→ **How to complete this task**: Hunt through the lines below for the string "Some" and copy each one that has it.

→ **Materials provided**:
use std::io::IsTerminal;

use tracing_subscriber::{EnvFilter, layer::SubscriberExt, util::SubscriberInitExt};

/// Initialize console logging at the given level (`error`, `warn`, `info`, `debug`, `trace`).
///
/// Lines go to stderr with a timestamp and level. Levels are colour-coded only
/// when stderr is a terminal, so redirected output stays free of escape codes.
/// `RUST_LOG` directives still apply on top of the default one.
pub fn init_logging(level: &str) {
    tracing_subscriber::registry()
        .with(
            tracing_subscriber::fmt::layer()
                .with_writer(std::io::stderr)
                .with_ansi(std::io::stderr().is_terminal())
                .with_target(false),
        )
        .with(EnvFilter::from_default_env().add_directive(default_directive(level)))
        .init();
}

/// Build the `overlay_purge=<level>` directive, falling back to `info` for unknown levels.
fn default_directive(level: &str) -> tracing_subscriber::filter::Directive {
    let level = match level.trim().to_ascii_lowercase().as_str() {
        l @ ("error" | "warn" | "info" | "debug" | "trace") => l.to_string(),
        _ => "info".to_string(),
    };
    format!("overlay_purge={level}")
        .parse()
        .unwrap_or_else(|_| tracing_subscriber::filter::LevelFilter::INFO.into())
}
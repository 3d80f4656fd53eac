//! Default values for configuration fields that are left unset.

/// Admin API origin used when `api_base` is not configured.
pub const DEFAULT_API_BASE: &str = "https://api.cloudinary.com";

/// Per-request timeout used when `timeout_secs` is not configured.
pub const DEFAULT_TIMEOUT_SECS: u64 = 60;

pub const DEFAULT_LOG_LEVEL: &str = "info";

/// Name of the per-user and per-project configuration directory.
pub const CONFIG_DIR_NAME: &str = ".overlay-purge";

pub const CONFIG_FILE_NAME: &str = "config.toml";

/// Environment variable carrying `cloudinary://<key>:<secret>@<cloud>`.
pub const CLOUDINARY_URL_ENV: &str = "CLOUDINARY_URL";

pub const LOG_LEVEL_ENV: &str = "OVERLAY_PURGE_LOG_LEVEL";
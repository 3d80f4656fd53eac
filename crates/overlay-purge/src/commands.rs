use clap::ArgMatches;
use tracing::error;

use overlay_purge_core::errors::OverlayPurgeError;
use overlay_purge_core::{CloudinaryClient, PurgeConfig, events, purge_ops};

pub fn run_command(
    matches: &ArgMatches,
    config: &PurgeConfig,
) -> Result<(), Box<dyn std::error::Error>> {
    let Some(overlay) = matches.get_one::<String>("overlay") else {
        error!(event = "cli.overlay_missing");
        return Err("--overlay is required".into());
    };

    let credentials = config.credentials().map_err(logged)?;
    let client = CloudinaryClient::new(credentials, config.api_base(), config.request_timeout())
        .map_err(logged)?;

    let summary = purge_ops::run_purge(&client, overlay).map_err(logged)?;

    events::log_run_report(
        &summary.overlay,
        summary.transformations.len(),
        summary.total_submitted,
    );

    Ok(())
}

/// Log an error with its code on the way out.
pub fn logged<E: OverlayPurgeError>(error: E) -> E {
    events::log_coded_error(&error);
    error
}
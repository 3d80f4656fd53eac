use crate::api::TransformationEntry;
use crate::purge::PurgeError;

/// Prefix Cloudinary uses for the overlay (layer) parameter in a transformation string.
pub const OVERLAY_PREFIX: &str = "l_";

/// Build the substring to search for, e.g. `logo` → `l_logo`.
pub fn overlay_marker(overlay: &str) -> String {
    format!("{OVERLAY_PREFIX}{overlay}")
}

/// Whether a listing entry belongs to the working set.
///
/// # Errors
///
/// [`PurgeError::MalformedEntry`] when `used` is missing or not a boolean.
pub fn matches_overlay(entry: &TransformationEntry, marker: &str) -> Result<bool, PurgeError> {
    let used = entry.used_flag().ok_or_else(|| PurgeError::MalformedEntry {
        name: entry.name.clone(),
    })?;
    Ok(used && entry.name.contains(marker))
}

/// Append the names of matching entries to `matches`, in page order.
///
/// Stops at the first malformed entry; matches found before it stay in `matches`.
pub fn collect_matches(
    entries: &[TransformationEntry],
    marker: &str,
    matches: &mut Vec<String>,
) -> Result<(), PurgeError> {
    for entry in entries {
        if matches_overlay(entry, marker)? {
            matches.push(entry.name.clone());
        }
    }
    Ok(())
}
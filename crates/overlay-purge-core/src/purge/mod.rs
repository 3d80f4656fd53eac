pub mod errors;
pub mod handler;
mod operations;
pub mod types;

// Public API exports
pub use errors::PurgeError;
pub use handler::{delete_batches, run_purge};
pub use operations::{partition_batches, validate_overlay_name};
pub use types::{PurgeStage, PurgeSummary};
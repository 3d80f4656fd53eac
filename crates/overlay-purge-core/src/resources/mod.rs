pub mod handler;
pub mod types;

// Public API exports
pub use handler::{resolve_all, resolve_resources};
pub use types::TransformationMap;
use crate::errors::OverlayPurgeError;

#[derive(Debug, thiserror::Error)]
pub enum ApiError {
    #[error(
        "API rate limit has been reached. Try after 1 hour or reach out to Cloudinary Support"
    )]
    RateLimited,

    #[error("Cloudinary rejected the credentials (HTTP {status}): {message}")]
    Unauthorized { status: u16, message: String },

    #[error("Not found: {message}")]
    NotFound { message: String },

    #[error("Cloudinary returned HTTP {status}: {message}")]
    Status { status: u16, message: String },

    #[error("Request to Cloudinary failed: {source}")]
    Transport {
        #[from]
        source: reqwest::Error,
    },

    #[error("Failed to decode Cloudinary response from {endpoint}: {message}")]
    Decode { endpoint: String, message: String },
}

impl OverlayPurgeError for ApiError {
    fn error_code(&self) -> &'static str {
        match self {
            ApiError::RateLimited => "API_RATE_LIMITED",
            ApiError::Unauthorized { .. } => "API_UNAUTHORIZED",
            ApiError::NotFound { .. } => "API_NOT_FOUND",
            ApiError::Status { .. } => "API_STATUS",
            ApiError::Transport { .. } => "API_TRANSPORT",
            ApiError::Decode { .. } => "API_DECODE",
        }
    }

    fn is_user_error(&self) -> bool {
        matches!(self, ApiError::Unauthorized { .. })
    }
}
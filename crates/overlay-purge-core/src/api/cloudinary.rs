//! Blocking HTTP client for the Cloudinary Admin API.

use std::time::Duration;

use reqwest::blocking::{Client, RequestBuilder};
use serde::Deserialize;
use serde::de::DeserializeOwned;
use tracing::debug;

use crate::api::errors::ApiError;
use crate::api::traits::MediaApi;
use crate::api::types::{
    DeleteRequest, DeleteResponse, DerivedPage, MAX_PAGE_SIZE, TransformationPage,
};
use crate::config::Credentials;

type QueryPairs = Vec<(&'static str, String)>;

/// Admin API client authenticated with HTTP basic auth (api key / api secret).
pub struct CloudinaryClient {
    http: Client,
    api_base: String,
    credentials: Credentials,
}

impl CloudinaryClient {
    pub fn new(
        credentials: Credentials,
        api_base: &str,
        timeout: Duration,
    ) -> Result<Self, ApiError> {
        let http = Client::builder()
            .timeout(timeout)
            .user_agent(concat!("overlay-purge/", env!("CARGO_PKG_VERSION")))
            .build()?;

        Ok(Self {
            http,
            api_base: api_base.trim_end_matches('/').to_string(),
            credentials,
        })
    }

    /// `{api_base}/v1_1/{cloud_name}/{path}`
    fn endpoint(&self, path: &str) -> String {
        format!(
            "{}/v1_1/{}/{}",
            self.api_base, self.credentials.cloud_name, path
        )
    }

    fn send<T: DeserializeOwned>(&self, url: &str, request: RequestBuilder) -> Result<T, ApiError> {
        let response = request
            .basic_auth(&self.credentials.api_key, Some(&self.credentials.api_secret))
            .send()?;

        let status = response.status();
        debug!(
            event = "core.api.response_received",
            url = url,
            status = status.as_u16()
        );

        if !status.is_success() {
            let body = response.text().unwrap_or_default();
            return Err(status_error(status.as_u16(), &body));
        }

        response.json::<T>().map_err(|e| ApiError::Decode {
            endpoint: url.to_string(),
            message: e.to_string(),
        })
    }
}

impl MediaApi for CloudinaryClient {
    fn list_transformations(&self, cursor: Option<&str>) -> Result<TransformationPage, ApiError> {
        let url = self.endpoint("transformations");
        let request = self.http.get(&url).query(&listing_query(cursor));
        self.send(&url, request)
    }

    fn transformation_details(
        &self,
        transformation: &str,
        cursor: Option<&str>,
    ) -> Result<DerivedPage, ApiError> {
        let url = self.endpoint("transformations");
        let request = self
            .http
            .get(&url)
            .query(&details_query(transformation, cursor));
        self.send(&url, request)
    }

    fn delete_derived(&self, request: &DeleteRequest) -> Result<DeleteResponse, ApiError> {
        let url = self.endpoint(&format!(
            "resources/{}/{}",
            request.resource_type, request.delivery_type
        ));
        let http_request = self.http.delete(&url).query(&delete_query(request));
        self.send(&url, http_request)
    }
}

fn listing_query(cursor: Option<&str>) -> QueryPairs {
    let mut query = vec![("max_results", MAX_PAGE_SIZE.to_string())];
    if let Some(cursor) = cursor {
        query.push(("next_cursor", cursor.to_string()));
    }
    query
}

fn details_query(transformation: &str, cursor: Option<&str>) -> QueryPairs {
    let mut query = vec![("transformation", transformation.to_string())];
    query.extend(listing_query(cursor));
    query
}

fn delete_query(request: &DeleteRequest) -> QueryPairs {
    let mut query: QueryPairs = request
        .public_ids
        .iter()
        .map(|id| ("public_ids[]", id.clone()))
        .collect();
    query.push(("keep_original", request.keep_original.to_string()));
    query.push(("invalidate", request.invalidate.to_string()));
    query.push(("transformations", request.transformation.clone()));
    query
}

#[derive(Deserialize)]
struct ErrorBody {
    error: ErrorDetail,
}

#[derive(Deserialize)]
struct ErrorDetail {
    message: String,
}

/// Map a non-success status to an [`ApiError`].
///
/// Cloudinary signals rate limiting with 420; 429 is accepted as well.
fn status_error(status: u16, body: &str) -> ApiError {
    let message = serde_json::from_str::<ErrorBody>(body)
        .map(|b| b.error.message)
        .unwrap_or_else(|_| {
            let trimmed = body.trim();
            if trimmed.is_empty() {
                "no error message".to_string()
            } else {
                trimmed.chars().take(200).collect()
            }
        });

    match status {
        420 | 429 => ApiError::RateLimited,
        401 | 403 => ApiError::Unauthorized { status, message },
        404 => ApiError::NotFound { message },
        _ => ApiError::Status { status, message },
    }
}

...

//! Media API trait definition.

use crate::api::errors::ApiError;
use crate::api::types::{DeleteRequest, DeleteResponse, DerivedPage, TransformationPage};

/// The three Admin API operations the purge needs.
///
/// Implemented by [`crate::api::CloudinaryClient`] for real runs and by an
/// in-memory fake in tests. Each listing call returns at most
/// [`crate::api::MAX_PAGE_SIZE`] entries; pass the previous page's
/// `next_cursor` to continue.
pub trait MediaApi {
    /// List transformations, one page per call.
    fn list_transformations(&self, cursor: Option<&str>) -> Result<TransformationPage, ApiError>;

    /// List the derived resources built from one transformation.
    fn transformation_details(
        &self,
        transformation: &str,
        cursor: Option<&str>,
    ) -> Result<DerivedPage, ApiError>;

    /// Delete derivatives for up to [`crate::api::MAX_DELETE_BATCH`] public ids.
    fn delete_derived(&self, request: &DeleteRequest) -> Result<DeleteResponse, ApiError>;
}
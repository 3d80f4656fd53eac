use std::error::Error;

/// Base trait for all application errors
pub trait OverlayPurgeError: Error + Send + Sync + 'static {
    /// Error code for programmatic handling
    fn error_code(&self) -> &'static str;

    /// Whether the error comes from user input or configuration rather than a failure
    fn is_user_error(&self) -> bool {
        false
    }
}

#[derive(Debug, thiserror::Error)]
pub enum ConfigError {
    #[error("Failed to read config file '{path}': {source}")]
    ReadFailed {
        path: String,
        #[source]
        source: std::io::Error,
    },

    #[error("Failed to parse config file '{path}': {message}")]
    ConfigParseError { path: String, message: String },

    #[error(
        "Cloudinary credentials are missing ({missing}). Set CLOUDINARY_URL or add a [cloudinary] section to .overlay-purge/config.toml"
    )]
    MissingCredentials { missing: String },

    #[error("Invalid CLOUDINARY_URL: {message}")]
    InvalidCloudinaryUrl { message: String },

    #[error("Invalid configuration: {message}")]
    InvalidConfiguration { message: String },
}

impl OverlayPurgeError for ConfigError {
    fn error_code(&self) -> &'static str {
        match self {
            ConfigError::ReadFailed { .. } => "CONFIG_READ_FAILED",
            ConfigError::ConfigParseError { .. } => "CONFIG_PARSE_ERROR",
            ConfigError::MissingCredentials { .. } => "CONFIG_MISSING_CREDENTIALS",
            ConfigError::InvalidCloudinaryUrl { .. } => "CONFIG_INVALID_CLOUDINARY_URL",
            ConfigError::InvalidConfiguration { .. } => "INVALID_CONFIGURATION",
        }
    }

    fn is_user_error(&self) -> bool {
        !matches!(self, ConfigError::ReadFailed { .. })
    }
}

→ **Exercise response**:
    let Some(overlay) = matches.get_one::<String>("overlay") else {
            .basic_auth(&self.credentials.api_key, Some(&self.credentials.api_secret))
    if let Some(cursor) = cursor {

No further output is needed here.